What the exercise asks:
From the entries, return every line where the string "format" shows up.

Stored data entries
//! Execution-wide sample list, results file and summary statistics.

use std::path::Path;

use anyhow::{Context, Result};
use serde::Serialize;
use tracing::{info, warn};

use crate::sample::{Sample, SampleIds};

/// Owns every sample of an execution, in id order.
#[derive(Debug, Default)]
pub struct Aggregator {
    samples: Vec<Sample>,
    ids: SampleIds,
}

impl Aggregator {
    pub fn new(ids: SampleIds) -> Self {
        Self {
            samples: Vec::new(),
            ids,
        }
    }

    /// Counter that runs draw sample ids from.
    pub fn ids(&self) -> &SampleIds {
        &self.ids
    }

    /// Append one run's samples and continue numbering after the last one.
    pub fn append(&mut self, run: Vec<Sample>) {
        let Some(last) = run.last().map(|s| s.global_sample_id) else {
            return;
        };
        if let (Some(prev), Some(first)) = (self.samples.last(), run.first()) {
            if first.global_sample_id <= prev.global_sample_id {
                warn!(
                    previous = prev.global_sample_id,
                    first = first.global_sample_id,
                    "run sample ids do not continue the sequence"
                );
            }
        }
        self.samples.extend(run);
        self.ids.reset_to(last + 1);
    }

    pub fn samples(&self) -> &[Sample] {
        &self.samples
    }

    pub fn into_samples(self) -> Vec<Sample> {
        self.samples
    }

    pub fn summary(&self) -> Summary {
        Summary::of(&self.samples)
    }

    /// Write all samples as a pretty JSON array.
    pub fn write_json(&self, path: &Path) -> Result<()> {
        if let Some(parent) = path.parent() {
            std::fs::create_dir_all(parent)
                .with_context(|| format!("failed to create {}", parent.display()))?;
        }
        let json = serde_json::to_string_pretty(&self.samples)
            .context("failed to serialize samples")?;
        std::fs::write(path, json)
            .with_context(|| format!("failed to write results to {}", path.display()))?;
        info!(path = %path.display(), samples = self.samples.len(), "results written");
        Ok(())
    }
}

/// Headline numbers over successful throughput samples.
#[derive(Debug, Clone, Default, PartialEq, Serialize)]
pub struct Summary {
    pub sample_count: usize,
    pub failed_samples: usize,
    pub mean: Option<f64>,
    pub std_dev: Option<f64>,
    /// `std_dev / mean`.
    pub coefficient_of_variation: Option<f64>,
}

impl Summary {
    pub fn of(samples: &[Sample]) -> Self {
        let values: Vec<f64> = samples
            .iter()
            .filter(|s| !s.is_failure())
            .filter_map(Sample::throughput)
            .collect();
        let failed_samples = samples.iter().filter(|s| s.is_failure()).count();

        if values.is_empty() {
            return Self {
                sample_count: samples.len(),
                failed_samples,
                ..Self::default()
            };
        }

        let count = values.len() as f64;
        let mean = values.iter().sum::<f64>() / count;
        let variance = if values.len() > 1 {
            values.iter().map(|v| (v - mean) * (v - mean)).sum::<f64>() / (count - 1.0)
        } else {
            0.0
        };
        let std_dev = variance.sqrt();

        Self {
            sample_count: samples.len(),
            failed_samples,
            mean: Some(mean),
            std_dev: Some(std_dev),
            coefficient_of_variation: (mean != 0.0).then(|| std_dev / mean),
        }
    }

    pub fn log(&self, test: &str) {
        info!(
            test,
            samples = self.sample_count,
            failed = self.failed_samples,
            mean = ?self.mean,
            std_dev = ?self.std_dev,
            cv = ?self.coefficient_of_variation,
            "execution summary"
        );
    }
}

Expected output:
                .with_context(|| format!("failed to create {}", parent.display()))?;
            .with_context(|| format!("failed to write results to {}", path.display()))?;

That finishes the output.